Exercise objective - Output the data word for word. Begin at its first line and end at the line with "staging folder name under the source root".
== Study material
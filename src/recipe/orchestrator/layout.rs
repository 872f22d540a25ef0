// src/recipe/orchestrator/layout.rs

//! Source, build and package folder layout

use crate::error::{Error, Result};
use serde::Serialize;
use std::path::{Component, Path, PathBuf};

/// Build folder name under the source root
pub const BUILD_FOLDER: &str = "builddir";

/// Default staging folder name under the source root
pub const PACKAGE_FOLDER: &str = "package";

/// Meson native file written by the generate step
pub const NATIVE_FILE: &str = "kiln_meson_native.ini";

/// Machine-readable record of the generated toolchain
pub const TOOLCHAIN_FILE: &str = "kiln_toolchain.json";

/// Where a run reads sources and writes outputs
///
/// Computed once per invocation and never rewritten.
#[derive(Debug, Clone, PartialEq, Eq, Serialize)]
pub struct FolderLayout {
    pub source_root: PathBuf,
    pub build_root: PathBuf,
    pub package_folder: PathBuf,
}

impl FolderLayout {
    /// Layout rooted at the current working directory
    pub fn define() -> Result<Self> {
        let cwd = std::env::current_dir().map_err(|e| {
            Error::ConfigurationError(format!("Working directory is not accessible: {}", e))
        })?;
        Ok(Self::at(cwd))
    }

    /// Layout rooted at an explicit source root
    pub fn at(source_root: impl Into<PathBuf>) -> Self {
        let source_root = source_root.into();
        Self {
            build_root: source_root.join(BUILD_FOLDER),
            package_folder: source_root.join(PACKAGE_FOLDER),
            source_root,
        }
    }

    /// Stage into a different package folder
    ///
    /// Relative paths are taken against the source root.
    pub fn with_package_folder(mut self, folder: &Path) -> Self {
        self.package_folder = if folder.is_absolute() {
            folder.to_path_buf()
        } else {
            self.source_root.join(folder)
        };
        self
    }

    /// Reject a package folder the package step must not clear
    ///
    /// The package folder is wiped on every package step, so it may not
    /// be the source root, the build root, or an ancestor of either.
    pub fn check_package_folder(&self) -> Result<()> {
        let package = resolve(&self.package_folder);
        for (what, root) in [("source", &self.source_root), ("build", &self.build_root)] {
            if resolve(root).starts_with(&package) {
                return Err(Error::ConfigurationError(format!(
                    "Package folder {} would contain the {} folder {}",
                    self.package_folder.display(),
                    what,
                    root.display()
                )));
            }
        }
        Ok(())
    }

    pub fn native_file(&self) -> PathBuf {
        self.build_root.join(NATIVE_FILE)
    }

    pub fn toolchain_file(&self) -> PathBuf {
        self.build_root.join(TOOLCHAIN_FILE)
    }
}

/// Canonical path when it exists, lexically normalized otherwise
fn resolve(path: &Path) -> PathBuf {
    if let Ok(canonical) = std::fs::canonicalize(path) {
        return canonical;
    }
    let mut out = PathBuf::new();
    for component in path.components() {
        match component {
            Component::CurDir => {}
            Component::ParentDir => {
                out.pop();
            }
            other => out.push(other.as_os_str()),
        }
    }
    out
}
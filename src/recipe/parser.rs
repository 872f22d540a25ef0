// src/recipe/parser.rs

//! Recipe file parsing

use crate::error::{Error, Result};
use crate::recipe::format::Recipe;
use crate::recipe::hooks::HookTable;
use std::path::Path;

/// Recipe shipped with the binary for `fossil_media`
pub const BUILTIN_RECIPE: &str = include_str!("../../recipes/fossil_media.toml");

/// Parse a recipe from a TOML string
pub fn parse_recipe(content: &str) -> Result<Recipe> {
    toml::from_str(content).map_err(|e| Error::ParseError(format!("Invalid recipe: {}", e)))
}

/// Parse a recipe from a file
pub fn parse_recipe_file(path: &Path) -> Result<Recipe> {
    let content = std::fs::read_to_string(path)
        .map_err(|e| Error::IoError(format!("Failed to read recipe file: {}", e)))?;

    parse_recipe(&content)
}

/// Parse the built-in `fossil_media` recipe
pub fn builtin_recipe() -> Result<Recipe> {
    parse_recipe(BUILTIN_RECIPE)
}

/// Validate a recipe for completeness and correctness
///
/// Hard errors stop the load; softer problems come back as warnings.
pub fn validate_recipe(recipe: &Recipe) -> Result<Vec<String>> {
    let mut warnings = Vec::new();
    let package = &recipe.package;

    if package.name.is_empty() {
        return Err(Error::ParseError("Recipe package name cannot be empty".to_string()));
    }
    if package.version.is_empty() {
        return Err(Error::ParseError("Recipe package version cannot be empty".to_string()));
    }
    semver::Version::parse(&package.version).map_err(|e| {
        Error::ParseError(format!("Invalid package version '{}': {}", package.version, e))
    })?;
    if package.url.is_empty() {
        return Err(Error::ParseError("Recipe package url cannot be empty".to_string()));
    }

    for (name, spec) in &recipe.options {
        if spec.values.is_empty() {
            return Err(Error::ParseError(format!("Option '{}' has no allowed values", name)));
        }
        if !spec.values.contains(&spec.default) {
            return Err(Error::ParseError(format!(
                "Default '{}' of option '{}' is not among its allowed values",
                spec.default, name
            )));
        }
    }

    if recipe.headers.pattern.is_empty() {
        return Err(Error::ParseError("Header pattern cannot be empty".to_string()));
    }
    glob::Pattern::new(&recipe.headers.pattern).map_err(|e| {
        Error::ParseError(format!("Invalid header pattern '{}': {}", recipe.headers.pattern, e))
    })?;
    for pattern in &package.exports_sources {
        glob::Pattern::new(pattern).map_err(|e| {
            Error::ParseError(format!("Invalid exports_sources pattern '{}': {}", pattern, e))
        })?;
    }

    // Rejects duplicate stage handlers
    HookTable::from_entries(&recipe.hooks)?;

    if package.license.is_none() {
        warnings.push("Missing package license".to_string());
    }
    if package.author.is_none() {
        warnings.push("Missing package author".to_string());
    }
    if package.description.is_none() {
        warnings.push("Missing package description".to_string());
    }
    if !recipe.options.contains_key("shared") {
        warnings.push("No 'shared' option declared; building a static library".to_string());
    }
    if recipe.source.depth == 0 {
        warnings.push("Source depth is 0; the full history will be cloned".to_string());
    }

    Ok(warnings)
}
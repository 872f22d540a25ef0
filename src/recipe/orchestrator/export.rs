// src/recipe/orchestrator/export.rs

//! Copying a recipe's exported sources

use crate::error::{Error, Result};
use std::collections::BTreeSet;
use std::fs;
use std::path::{Path, PathBuf};
use walkdir::WalkDir;

/// Copy files matching `patterns` (relative to `root`) into `dest`
///
/// Directories matched by a pattern are copied recursively. Returns the
/// relative paths copied, sorted and without duplicates.
pub fn export_files(root: &Path, patterns: &[String], dest: &Path) -> Result<Vec<PathBuf>> {
    let mut files = BTreeSet::new();

    for pattern in patterns {
        let full = root.join(pattern);
        let full = full.to_string_lossy();
        let matches = glob::glob(&full).map_err(|e| {
            Error::ParseError(format!("Invalid export pattern '{}': {}", pattern, e))
        })?;

        for entry in matches {
            let path = entry.map_err(|e| Error::IoError(e.to_string()))?;
            if path.is_dir() {
                for inner in WalkDir::new(&path).into_iter().filter_map(|e| e.ok()) {
                    if inner.file_type().is_file() {
                        files.insert(inner.into_path());
                    }
                }
            } else if path.is_file() {
                files.insert(path);
            }
        }
    }

    let mut exported = Vec::with_capacity(files.len());
    for file in files {
        let relative = file
            .strip_prefix(root)
            .map_err(|e| Error::IoError(format!("{}: {}", file.display(), e)))?
            .to_path_buf();
        let target = dest.join(&relative);
        if let Some(parent) = target.parent() {
            fs::create_dir_all(parent)?;
        }
        fs::copy(&file, &target)?;
        exported.push(relative);
    }

    Ok(exported)
}
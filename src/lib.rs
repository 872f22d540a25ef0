// src/lib.rs

//! Kiln: a recipe orchestrator for Meson-built C libraries
//!
//! Kiln reads a package recipe, lays out source and build folders,
//! generates a Meson native file, drives Meson through configure, build
//! and install, and assembles a package folder with headers, library
//! artifacts and consumer metadata.
//!
//! # Architecture
//!
//! - Recipes: TOML descriptions of one release (`recipe`)
//! - Orchestrator: strict linear lifecycle, first failure stops the run
//! - Toolchain: capability trait over the external build tool (`toolchain`)
//! - Fetcher: capability trait over version control (`fetch`)

mod error;
pub mod fetch;
pub mod hash;
pub mod process;
pub mod recipe;
pub mod toolchain;

pub use error::{Error, Result};
pub use fetch::{FetchRequest, Git, SourceFetcher};
pub use process::StepOutput;
pub use recipe::{
    BuildOptions, ConsumerInfo, CreateResult, FolderLayout, Hook, Orchestrator,
    OrchestratorConfig, PackageDescriptor, Recipe, RecipeContext,
};
pub use toolchain::{Meson, Settings, Toolchain};
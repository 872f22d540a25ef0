// src/commands/info.rs

//! Info and inspect commands

use super::load_context;
use crate::cli::RecipeArgs;
use anyhow::{Context, Result};
use kiln::recipe::ConsumerInfo;

/// Show consumer linkage metadata
pub fn cmd_info(args: &RecipeArgs, json: bool) -> Result<()> {
    let ctx = load_context(args)?;
    let info = ConsumerInfo::describe(ctx.descriptor());

    if json {
        let out = serde_json::to_string_pretty(&info).context("Failed to encode info")?;
        println!("{}", out);
        return Ok(());
    }

    println!("{}/{}", ctx.descriptor().name, ctx.descriptor().version);
    println!("  libs: {}", info.libs.join(", "));
    println!("  includedirs: {}", info.includedirs.join(", "));
    println!("  libdirs: {}", info.libdirs.join(", "));
    Ok(())
}

/// Validate the recipe and print its resolved form
pub fn cmd_inspect(args: &RecipeArgs) -> Result<()> {
    let ctx = load_context(args)?;
    let package = ctx.descriptor();

    println!("Recipe: {} version {}", package.name, package.version);
    if let Some(license) = &package.license {
        println!("  License: {}", license);
    }
    if let Some(author) = &package.author {
        println!("  Author: {}", author);
    }
    println!("  URL: {}", package.url);
    if let Some(description) = &package.description {
        println!("  Description: {}", description);
    }
    if !package.topics.is_empty() {
        println!("  Topics: {}", package.topics.join(", "));
    }

    println!("  Options:");
    for (name, value) in ctx.options().iter() {
        let allowed = ctx.recipe().options[name]
            .values
            .iter()
            .map(|v| v.to_string())
            .collect::<Vec<_>>()
            .join("|");
        println!("    {} = {} [{}]", name, value, allowed);
    }

    let settings = ctx.settings();
    println!(
        "  Settings: os={} arch={} compiler={} build_type={}",
        settings.os, settings.arch, settings.compiler, settings.build_type
    );
    println!("  Source tag: {} (depth {})", ctx.recipe().release_tag(), ctx.recipe().source.depth);

    if !ctx.hooks().is_empty() {
        println!("  Hooks:");
        for stage in ctx.hooks().stages() {
            println!("    {}: {}", stage, ctx.hooks().get(stage).unwrap_or_default());
        }
    }

    println!("  Package id: {}", ctx.package_id());
    println!("[OK] Recipe is valid");
    Ok(())
}
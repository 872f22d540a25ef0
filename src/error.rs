// src/error.rs

//! Error types for recipe orchestration
//!
//! Every lifecycle step maps its failures onto one variant so the host
//! can tell at a glance which step stopped the run. Nothing here is
//! retried: the first error aborts the lifecycle.

use thiserror::Error;

/// Result type used throughout the library
pub type Result<T> = std::result::Result<T, Error>;

/// Errors that can occur while running a recipe
#[derive(Error, Debug)]
pub enum Error {
    /// Bad folder layout or host environment (missing tool, unreadable cwd)
    #[error("Configuration error: {0}")]
    ConfigurationError(String),

    /// Toolchain description files could not be written
    #[error("Toolchain generation failed: {0}")]
    ToolchainGenerationError(String),

    /// The external build tool exited unsuccessfully
    #[error("{step} failed with exit code {}\n{stderr}", .code.map_or_else(|| "none".to_string(), |c| c.to_string()))]
    BuildError {
        step: String,
        code: Option<i32>,
        stderr: String,
    },

    /// Network or version-control failure while fetching sources
    #[error("Source fetch failed: {0}")]
    SourceFetchError(String),

    /// Install step left no usable artifacts behind
    #[error("Packaging failed: {0}")]
    PackagingError(String),

    /// Recipe or command-line value could not be parsed
    #[error("Parse error: {0}")]
    ParseError(String),

    /// Two handlers were registered for the same lifecycle hook
    #[error("Duplicate handler for lifecycle hook '{0}'")]
    DuplicateHook(String),

    /// Filesystem error outside a specific lifecycle step
    #[error("I/O error: {0}")]
    IoError(String),
}

impl From<std::io::Error> for Error {
    fn from(e: std::io::Error) -> Self {
        Error::IoError(e.to_string())
    }
}

impl Error {
    /// Name of the lifecycle step this error belongs to, if any
    ///
    /// A `BuildError` from `install` or a package hook belongs to the
    /// package step.
    pub fn step(&self) -> Option<&str> {
        match self {
            Error::ConfigurationError(_) => Some("layout"),
            Error::ToolchainGenerationError(_) => Some("generate"),
            Error::BuildError { step, .. }
                if step.ends_with("install") || step.starts_with("package") =>
            {
                Some("package")
            }
            Error::BuildError { .. } => Some("build"),
            Error::SourceFetchError(_) => Some("source"),
            Error::PackagingError(_) => Some("package"),
            _ => None,
        }
    }
}
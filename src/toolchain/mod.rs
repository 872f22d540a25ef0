// src/toolchain/mod.rs

//! External build tool integration
//!
//! The orchestrator never compiles anything itself. It writes toolchain
//! description files into the build root and then drives an external
//! build tool through the [`Toolchain`] capability. [`Meson`] is the
//! concrete adapter; tests substitute their own implementation.

mod meson;
mod native_file;
pub mod settings;

pub use meson::Meson;
pub use native_file::NativeFile;
pub use settings::{BuildType, Os, Settings};

use crate::error::{Error, Result};
use crate::process::StepOutput;
use crate::recipe::{BuildOptions, FolderLayout, PackageDescriptor};
use serde::Serialize;
use std::fs;
use std::path::{Path, PathBuf};
use tracing::{debug, info};

/// Capability interface over an external build tool
///
/// Implementations block until the underlying process exits and report
/// a non-zero exit as [`Error::BuildError`].
pub trait Toolchain: Send + Sync {
    /// Configure the build root from the generated toolchain files
    fn configure(&self, layout: &FolderLayout) -> Result<StepOutput>;

    /// Compile everything configured in the build root
    fn build(&self, layout: &FolderLayout) -> Result<StepOutput>;

    /// Install compiled artifacts into the package folder
    fn install(&self, layout: &FolderLayout) -> Result<StepOutput>;
}

/// What the generate step wrote, for tools and humans to inspect
#[derive(Debug, Clone, Serialize)]
pub struct ToolchainRecord<'a> {
    pub package: &'a str,
    pub version: &'a str,
    pub settings: &'a Settings,
    pub options: &'a BuildOptions,
    pub native_file: PathBuf,
}

/// Write toolchain description files into the build root
///
/// Produces the Meson native file and a JSON record of the settings and
/// options it was derived from. Returns the paths written.
pub fn generate_toolchain(
    descriptor: &PackageDescriptor,
    settings: &Settings,
    options: &BuildOptions,
    layout: &FolderLayout,
) -> Result<Vec<PathBuf>> {
    fs::create_dir_all(&layout.build_root).map_err(|e| {
        Error::ToolchainGenerationError(format!(
            "Failed to create build folder {}: {}",
            layout.build_root.display(),
            e
        ))
    })?;

    let native = NativeFile::new(settings, options);
    let native_path = layout.native_file();
    write_generated(&native_path, &native.render())?;
    debug!(
        "Native file: default_library={}, buildtype={}",
        native.default_library, native.buildtype
    );

    let record = ToolchainRecord {
        package: &descriptor.name,
        version: &descriptor.version,
        settings,
        options,
        native_file: native_path.clone(),
    };
    let json = serde_json::to_string_pretty(&record)
        .map_err(|e| Error::ToolchainGenerationError(format!("Failed to encode record: {}", e)))?;
    let record_path = layout.toolchain_file();
    write_generated(&record_path, &json)?;

    info!("Generated toolchain files in {}", layout.build_root.display());
    Ok(vec![native_path, record_path])
}

fn write_generated(path: &Path, content: &str) -> Result<()> {
    fs::write(path, content).map_err(|e| {
        Error::ToolchainGenerationError(format!("Failed to write {}: {}", path.display(), e))
    })
}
====
Response to the exercise -
filename src/recipe/orchestrator/layout.rs
repository 872f22d540a25ef0
// src/recipe/orchestrator/layout.rs

//! Source, build and package folder layout

use crate::error::{Error, Result};
use serde::Serialize;
use std::path::{Component, Path, PathBuf};

/// Build folder name under the source root
pub const BUILD_FOLDER: &str = "builddir";

/// Default staging folder name under the source root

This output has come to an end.